Not much time passed before I was the person being fussed at for breaking other rules- behavior I hax done deliberately and which the clinical director had advised me not to do. I always explained to the clinical director why I have not done it or why the client does not want it done. The next week I might get yet another email from the clinical director explaining that the owner wants this done. Thus, it should not have come as any surprise when the owner came to my office to soundly scold me and to explain to me as if I was a new clinician why I needed to obey this rule. As much as I felt able, I explained to him why I disagreed. It was clear, however, that was not meant to be a discussion. I was meant to see the errors of my ways and correct the behavior.

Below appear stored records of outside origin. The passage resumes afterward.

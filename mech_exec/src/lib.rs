//! # Mechanisms Library
//!
//! Vehicle side of the control plane. The [`ctrl_server`] receives commands from the operator
//! station and publishes them into a shared slot, the [`act_bridge`] reads that slot at a fixed
//! rate and writes actuator frames to a [`sink`].

// ------------------------------------------------------------------------------------------------
// MODULES
// ------------------------------------------------------------------------------------------------

/// Fixed rate writer of actuator frames.
pub mod act_bridge;

/// Control link receiver.
pub mod ctrl_server;

/// Parameters for the mechanisms executable.
pub mod params;

/// Outputs for actuator frames.
pub mod sink;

Part of me was again feeling like a small child who has misbehaved. The more adult part of me was wondering to what extend I sometimes “taught” in this very scolding manner or to what extent did others hear me as this scolding “mother-in-law” type of person. How often did my behavior trigger old, hurtful memories in the person(s) to whom I was talking?
As the day moved on I was aware that I was not the only one who had received such opportunities for spiritual growth. Some of the staff went home early because they were so upset.
I am sure that the triggering of old painful memories or “scolding” people was not the intention of this person. He is a man deeply and passionately devoted to providing a rich opportunity to as many individuals as possible to heal from the terrible disease of addiction.
No, it is never the behavior of the “mother-in-law” which is the issue. It is always the gift of the fact that the behavior of the other person mirrors what I may do or could do. I can choose to either be very defensive, hurt and angry or I can choose to focus on what I want to learn from these mirrors. The question is whether or not I am wiling to lovingly use these mirrors to help me take another step in becoming the man I would like to me.
It is a temptation for me to focus on and criticize the behavior of others. I have often done that and certainly many other humans I know do that. My goal, however, is to focus on myself and what I can learn from the mirror. I also want to be kind to that part of me who gets so “hurt” and/or self critical. I want to quit treating myself the way I experience the other person as treating me. It is really me that is so hard on me; that finds it difficult to accept my own humanness?
So, thank you Grace. Hopefully you are at peace and resting after your long, arduous years of being the mirror for many people.